• _EXERCISE GOAL_:
What appears from the first line of the records below through the line containing "Default, serde::Serialize, serde::Deserialize)]" must be reproduced verbatim.

• _SOURCE DATA_:
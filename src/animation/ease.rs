/// Easing functions used to map normalized animation progress.
///
/// The serde names also accept the power-curve aliases used by page authors
/// (`"none"`, `"power1.in"`, `"power2.out"`, ...).
#[derive(Clone, Copy, Debug, PartialEq, Eq, Default, serde::Serialize, serde::Deserialize)]
pub enum Ease {
    /// Linear interpolation.
    #[default]
    #[serde(alias = "none")]
    Linear,
    /// Quadratic ease-in.
    #[serde(alias = "power1.in")]
    InQuad,
    /// Quadratic ease-out.
    #[serde(alias = "power1.out")]
    OutQuad,
    /// Quadratic ease-in/out.
    #[serde(alias = "power1.inOut")]
    InOutQuad,
    /// Cubic ease-in.
    #[serde(alias = "power2.in")]
    InCubic,
    /// Cubic ease-out.
    #[serde(alias = "power2.out")]
    OutCubic,
    /// Cubic ease-in/out.
    #[serde(alias = "power2.inOut")]
    InOutCubic,
}

impl Ease {
    /// Apply this easing function to normalized progress `t` in `[0, 1]`.
    pub fn apply(self, t: f64) -> f64 {
        let t = t.clamp(0.0, 1.0);
        match self.degree() {
            None => t,
            Some((n, Shape::In)) => t.powi(n),
            Some((n, Shape::Out)) => 1.0 - (1.0 - t).powi(n),
            Some((n, Shape::InOut)) if t < 0.5 => (2.0 * t).powi(n) / 2.0,
            Some((n, Shape::InOut)) => 1.0 - (2.0 - 2.0 * t).powi(n) / 2.0,
        }
    }

    /// Polynomial degree and shape; `None` for linear.
    fn degree(self) -> Option<(i32, Shape)> {
        match self {
            Self::Linear => None,
            Self::InQuad => Some((2, Shape::In)),
            Self::OutQuad => Some((2, Shape::Out)),
            Self::InOutQuad => Some((2, Shape::InOut)),
            Self::InCubic => Some((3, Shape::In)),
            Self::OutCubic => Some((3, Shape::Out)),
            Self::InOutCubic => Some((3, Shape::InOut)),
        }
    }
}

#[derive(Clone, Copy)]
enum Shape {
    In,
    Out,
    InOut,
}

#[cfg(test)]
#[path = "../../tests/unit/animation/ease.rs"]
mod tests;
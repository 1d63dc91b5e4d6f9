/// Number of time constants that fit into one scrub interval.
///
/// With `scrub = s` seconds the displayed progress covers ~95% of a jump within `s` seconds.
const TIME_CONSTANTS_PER_SCRUB: f64 = 3.0;

/// Remaining distance below which the displayed progress snaps onto its target.
const SETTLE_EPSILON: f64 = 1e-4;

/// First-order low-pass filter that makes displayed progress lag behind scroll progress.
#[derive(Clone, Debug)]
pub struct ScrubFilter {
    lag_secs: f64,
    displayed: Option<f64>,
}

impl ScrubFilter {
    /// Create a filter with a catch-up time of `lag_secs` (`0` disables smoothing).
    pub fn new(lag_secs: f64) -> Self {
        Self {
            lag_secs: lag_secs.max(0.0),
            displayed: None,
        }
    }

    /// Advance by `dt_secs` toward `target` and return the new displayed progress.
    ///
    /// The first update (and every update when smoothing is off) lands exactly on `target`.
    pub fn update(&mut self, target: f64, dt_secs: f64) -> f64 {
        let next = match self.displayed {
            None => target,
            Some(_) if self.lag_secs <= 0.0 => target,
            Some(current) => {
                let tau = self.lag_secs / TIME_CONSTANTS_PER_SCRUB;
                let alpha = 1.0 - (-dt_secs.max(0.0) / tau).exp();
                let moved = current + (target - current) * alpha;
                if (target - moved).abs() < SETTLE_EPSILON {
                    target
                } else {
                    moved
                }
            }
        };
        self.displayed = Some(next);
        next
    }

    /// Jump straight to `progress`, dropping any pending lag.
    pub fn jump_to(&mut self, progress: f64) {
        self.displayed = Some(progress);
    }

    /// Return `true` when the displayed progress already equals `target`.
    pub fn is_settled(&self, target: f64) -> bool {
        self.displayed == Some(target)
    }
}

#[cfg(test)]
#[path = "../../tests/unit/scroll/scrub.rs"]
mod tests;
use std::fmt;

use crate::foundation::error::{ReelError, ReelResult};

/// Identifier of a page element (a section or something inside one).
///
/// Child elements are conventionally named `<section>.<part>`, see [`ElementId::child`].
#[derive(
    Clone, Debug, PartialEq, Eq, PartialOrd, Ord, Hash, serde::Serialize, serde::Deserialize,
)]
#[serde(transparent)]
pub struct ElementId(String);

impl ElementId {
    /// Create an id from any string-like value.
    pub fn new(id: impl Into<String>) -> Self {
        Self(id.into())
    }

    /// Borrow the raw id.
    pub fn as_str(&self) -> &str {
        &self.0
    }

    /// Id of a part nested under this element, e.g. `hero` + `tile` = `hero.tile`.
    pub fn child(&self, part: impl fmt::Display) -> Self {
        Self(format!("{}.{part}", self.0))
    }

    /// Return `true` when `self` is `section` or nested under it.
    pub fn is_within(&self, section: &ElementId) -> bool {
        self.0 == section.0
            || (self.0.len() > section.0.len()
                && self.0.starts_with(section.0.as_str())
                && self.0.as_bytes()[section.0.len()] == b'.')
    }
}

impl fmt::Display for ElementId {
    fn fmt(&self, f: &mut fmt::Formatter<'_>) -> fmt::Result {
        f.write_str(&self.0)
    }
}

impl From<&str> for ElementId {
    fn from(value: &str) -> Self {
        Self::new(value)
    }
}

impl From<String> for ElementId {
    fn from(value: String) -> Self {
        Self(value)
    }
}

/// Visible viewport size in CSS pixels.
#[derive(Clone, Copy, Debug, PartialEq, serde::Serialize, serde::Deserialize)]
pub struct Viewport {
    /// Width in pixels.
    pub width: f64,
    /// Height in pixels.
    pub height: f64,
}

impl Viewport {
    /// Create a validated viewport with finite, positive dimensions.
    pub fn new(width: f64, height: f64) -> ReelResult<Self> {
        if !(width.is_finite() && height.is_finite()) || width <= 0.0 || height <= 0.0 {
            return Err(ReelError::validation(format!(
                "viewport must be finite and > 0 (got {width}x{height})"
            )));
        }
        Ok(Self { width, height })
    }

    /// Return `true` when the viewport is narrower than `breakpoint_px`.
    pub fn is_narrower_than(self, breakpoint_px: f64) -> bool {
        self.width < breakpoint_px
    }
}

/// A length that is resolved against the viewport when a timeline is built.
#[derive(Clone, Copy, Debug, PartialEq, serde::Serialize, serde::Deserialize)]
#[serde(rename_all = "lowercase")]
pub enum Length {
    /// Plain number (pixels for positions, unitless for opacity and scale).
    Px(f64),
    /// Percent of viewport width.
    Vw(f64),
    /// Percent of viewport height.
    Vh(f64),
}

impl Length {
    /// Resolve to a plain number for `viewport`.
    pub fn resolve(self, viewport: &Viewport) -> f64 {
        match self {
            Self::Px(v) => v,
            Self::Vw(v) => v * viewport.width / 100.0,
            Self::Vh(v) => v * viewport.height / 100.0,
        }
    }
}

impl From<f64> for Length {
    fn from(value: f64) -> Self {
        Self::Px(value)
    }
}

/// Shorthand for [`Length::Vw`].
pub fn vw(v: f64) -> Length {
    Length::Vw(v)
}

/// Shorthand for [`Length::Vh`].
pub fn vh(v: f64) -> Length {
    Length::Vh(v)
}

/// Shorthand for [`Length::Px`].
pub fn px(v: f64) -> Length {
    Length::Px(v)
}

/// Clamp `v` into `[0, 1]`, mapping NaN to `0`.
pub(crate) fn clamp_unit(v: f64) -> f64 {
    if v.is_nan() { 0.0 } else { v.clamp(0.0, 1.0) }
}

#[cfg(test)]
#[path = "../../tests/unit/foundation/core.rs"]
mod tests;
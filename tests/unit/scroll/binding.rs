use super::*;

#[test]
fn pinned_region_spans_pin_distance() {
    let mode = TriggerMode::PinnedScrub { distance_vh: 1.3 };
    let r = mode.region(2000.0, 1000.0);
    assert_eq!(r.start_px, 2000.0);
    assert_eq!(r.end_px, 3300.0);
    assert_eq!(mode.spacer_px(1000.0), Some(1300.0));

    assert_eq!(r.progress(1000.0), 0.0);
    assert_eq!(r.progress(2650.0), 0.5);
    assert_eq!(r.progress(9000.0), 1.0);
}

#[test]
fn threshold_region_tracks_viewport_crossing() {
    let mode = TriggerMode::ThresholdReveal {
        start: 0.85,
        end: 0.55,
    };
    let r = mode.region(5000.0, 1000.0);
    // Element top at 85% of the viewport when scrolled to 4150.
    assert_eq!(r.start_px, 4150.0);
    assert_eq!(r.end_px, 4450.0);
    assert_eq!(mode.spacer_px(1000.0), None);
    assert!((r.progress(4300.0) - 0.5).abs() < 1e-12);
}

#[test]
fn degenerate_region_steps() {
    let r = ScrollRegion {
        start_px: 100.0,
        end_px: 100.0,
    };
    assert_eq!(r.progress(99.0), 0.0);
    assert_eq!(r.progress(100.0), 1.0);
}

#[test]
fn reveal_fraction_defaults_by_mode() {
    let pinned = ScrollBinding::pinned("hero", 1.3, 0.6, Timeline::new()).unwrap();
    assert_eq!(pinned.reveal_fraction(), 0.5);

    let reveal =
        ScrollBinding::reveal("footer", "footer.cta", 0.85, 0.6, 0.5, Timeline::new()).unwrap();
    assert_eq!(reveal.reveal_fraction(), 0.0);
    assert!(!reveal.is_pinned());

    let tuned = pinned.with_reveal(0.25).unwrap();
    assert_eq!(tuned.reveal_fraction(), 0.25);
}

#[test]
fn invalid_bindings_are_rejected() {
    assert!(ScrollBinding::pinned("hero", 0.0, 0.6, Timeline::new()).is_err());
    assert!(ScrollBinding::pinned("hero", 1.3, -0.1, Timeline::new()).is_err());
    assert!(ScrollBinding::reveal("s", "s.a", 0.5, 0.8, 0.5, Timeline::new()).is_err());
    assert!(ScrollBinding::reveal("s", "other.a", 0.8, 0.5, 0.5, Timeline::new()).is_err());
    let pinned = ScrollBinding::pinned("hero", 1.3, 0.6, Timeline::new()).unwrap();
    assert!(pinned.with_reveal(1.5).is_err());
}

• _FINAL ANSWER_:
filename src/animation/ease.rs
/// Easing functions used to map normalized animation progress.
///
/// The serde names also accept the power-curve aliases used by page authors
/// (`"none"`, `"power1.in"`, `"power2.out"`, ...).
#[derive(Clone, Copy, Debug, PartialEq, Eq, Default, serde::Serialize, serde::Deserialize)]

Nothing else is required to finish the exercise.